▶ _Task details_: All of the entries need to be set down exactly as they read.

=== Section Start ===

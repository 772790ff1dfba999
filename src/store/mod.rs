//! User file storage.
//!
//! The conversion check uploads each fixture into a user's folder, asks the
//! preview service for a thumbnail, then deletes the file again. This module
//! provides the storage side of that cycle.
//!
//! # Components
//!
//! - [`FileStore`]: async trait for creating, reading and deleting files
//! - [`Folder`]: a user's root folder, passed back into the store
//! - [`StoredFile`]: handle to one stored file, including a content etag
//! - [`MemoryFileStore`]: in-process store, used by default and in tests
//! - [`LocalFileStore`]: on-disk store rooted at a directory

mod local;
mod memory;

use async_trait::async_trait;
use bytes::Bytes;

use crate::error::StoreError;
use crate::fixture::digest::sha1_hex;

pub use local::LocalFileStore;
pub use memory::MemoryFileStore;

// =============================================================================
// Types
// =============================================================================

/// A user's root folder.
#[derive(Debug, Clone, PartialEq, Eq, Hash)]
pub struct Folder {
    pub owner: String,
}

impl Folder {
    pub fn new(owner: impl Into<String>) -> Self {
        Self {
            owner: owner.into(),
        }
    }
}

/// Handle to a file in the store.
#[derive(Debug, Clone, PartialEq, Eq)]
pub struct StoredFile {
    /// User the file belongs to
    pub owner: String,

    /// File name inside the user's folder
    pub name: String,

    /// Content length in bytes
    pub size: u64,

    /// SHA-1 hex of the content; identifies the exact bytes
    pub etag: String,
}

impl StoredFile {
    /// Build a handle for `content` stored as `name` in `folder`.
    pub fn describe(folder: &Folder, name: &str, content: &[u8]) -> Self {
        Self {
            owner: folder.owner.clone(),
            name: name.to_string(),
            size: content.len() as u64,
            etag: sha1_hex(content),
        }
    }

    /// The folder this file lives in.
    pub fn folder(&self) -> Folder {
        Folder::new(self.owner.clone())
    }
}

// =============================================================================
// FileStore Trait
// =============================================================================

/// Storage for user files.
///
/// Every operation that targets a missing file fails with
/// [`StoreError::NotFound`], which callers can tell apart from other failures
/// via [`StoreError::is_not_found`].
#[async_trait]
pub trait FileStore: Send + Sync {
    /// Get (creating if needed) the root folder of `user`.
    async fn user_folder(&self, user: &str) -> Result<Folder, StoreError>;

    /// Create a new file. Fails with `AlreadyExists` if the name is taken.
    async fn new_file(
        &self,
        folder: &Folder,
        name: &str,
        content: Bytes,
    ) -> Result<StoredFile, StoreError>;

    /// Look up an existing file.
    async fn get(&self, folder: &Folder, name: &str) -> Result<StoredFile, StoreError>;

    /// Read the full content of a file.
    async fn read(&self, file: &StoredFile) -> Result<Bytes, StoreError>;

    /// Delete a file by name.
    async fn delete(&self, folder: &Folder, name: &str) -> Result<(), StoreError>;
}

// =============================================================================
// Name Validation
// =============================================================================

/// Check that `name` is a single, non-special path component.
///
/// Non-ASCII characters and punctuation such as `"` are allowed.
pub fn check_file_name(name: &str) -> Result<(), &'static str> {
    if name.is_empty() {
        return Err("name is empty");
    }
    if name == "." || name == ".." {
        return Err("name is a relative path component");
    }
    if name.contains(['/', '\\', '\0']) {
        return Err("name contains a path separator or NUL");
    }
    Ok(())
}

/// [`check_file_name`] mapped to a store error.
pub(crate) fn validate_name(name: &str) -> Result<(), StoreError> {
    check_file_name(name).map_err(|reason| StoreError::InvalidName {
        name: name.to_string(),
        reason: reason.to_string(),
    })
}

=== Section End ===

▶ _Task result_:
repository 772790ff1dfba999
filename src/store/mod.rs
//! User file storage.
//!
//! The conversion check uploads each fixture into a user's folder, asks the
//! preview service for a thumbnail, then deletes the file again. This module
//! provides the storage side of that cycle.
//!
//! # Components
//!
//! - [`FileStore`]: async trait for creating, reading and deleting files
//! - [`Folder`]: a user's root folder, passed back into the store
//! - [`StoredFile`]: handle to one stored file, including a content etag
//! - [`MemoryFileStore`]: in-process store, used by default and in tests
//! - [`LocalFileStore`]: on-disk store rooted at a directory

mod local;
mod memory;

use async_trait::async_trait;
use bytes::Bytes;

use crate::error::StoreError;
use crate::fixture::digest::sha1_hex;

pub use local::LocalFileStore;
pub use memory::MemoryFileStore;

// =============================================================================
// Types
// =============================================================================

/// A user's root folder.
#[derive(Debug, Clone, PartialEq, Eq, Hash)]
pub struct Folder {
    pub owner: String,
}

impl Folder {
    pub fn new(owner: impl Into<String>) -> Self {
        Self {
            owner: owner.into(),
        }
    }
}

/// Handle to a file in the store.
#[derive(Debug, Clone, PartialEq, Eq)]
pub struct StoredFile {
    /// User the file belongs to
    pub owner: String,

    /// File name inside the user's folder
    pub name: String,

    /// Content length in bytes
    pub size: u64,

    /// SHA-1 hex of the content; identifies the exact bytes
    pub etag: String,
}

impl StoredFile {
    /// Build a handle for `content` stored as `name` in `folder`.
    pub fn describe(folder: &Folder, name: &str, content: &[u8]) -> Self {
        Self {
            owner: folder.owner.clone(),
            name: name.to_string(),
            size: content.len() as u64,
            etag: sha1_hex(content),
        }
    }

    /// The folder this file lives in.
    pub fn folder(&self) -> Folder {
        Folder::new(self.owner.clone())
    }
}

// =============================================================================
// FileStore Trait
// =============================================================================

/// Storage for user files.
///
/// Every operation that targets a missing file fails with
/// [`StoreError::NotFound`], which callers can tell apart from other failures
/// via [`StoreError::is_not_found`].
#[async_trait]
pub trait FileStore: Send + Sync {
    /// Get (creating if needed) the root folder of `user`.
    async fn user_folder(&self, user: &str) -> Result<Folder, StoreError>;

    /// Create a new file. Fails with `AlreadyExists` if the name is taken.
    async fn new_file(
        &self,
        folder: &Folder,
        name: &str,
        content: Bytes,
    ) -> Result<StoredFile, StoreError>;

    /// Look up an existing file.
    async fn get(&self, folder: &Folder, name: &str) -> Result<StoredFile, StoreError>;

    /// Read the full content of a file.
    async fn read(&self, file: &StoredFile) -> Result<Bytes, StoreError>;

    /// Delete a file by name.
    async fn delete(&self, folder: &Folder, name: &str) -> Result<(), StoreError>;
}

// =============================================================================
// Name Validation
// =============================================================================

/// Check that `name` is a single, non-special path component.
///
/// Non-ASCII characters and punctuation such as `"` are allowed.
pub fn check_file_name(name: &str) -> Result<(), &'static str> {
    if name.is_empty() {
        return Err("name is empty");
    }
    if name == "." || name == ".." {
        return Err("name is a relative path component");
    }
    if name.contains(['/', '\\', '\0']) {
        return Err("name contains a path separator or NUL");
    }
    Ok(())
}

/// [`check_file_name`] mapped to a store error.
pub(crate) fn validate_name(name: &str) -> Result<(), StoreError> {
    check_file_name(name).map_err(|reason| StoreError::InvalidName {
        name: name.to_string(),
        reason: reason.to_string(),
    })
}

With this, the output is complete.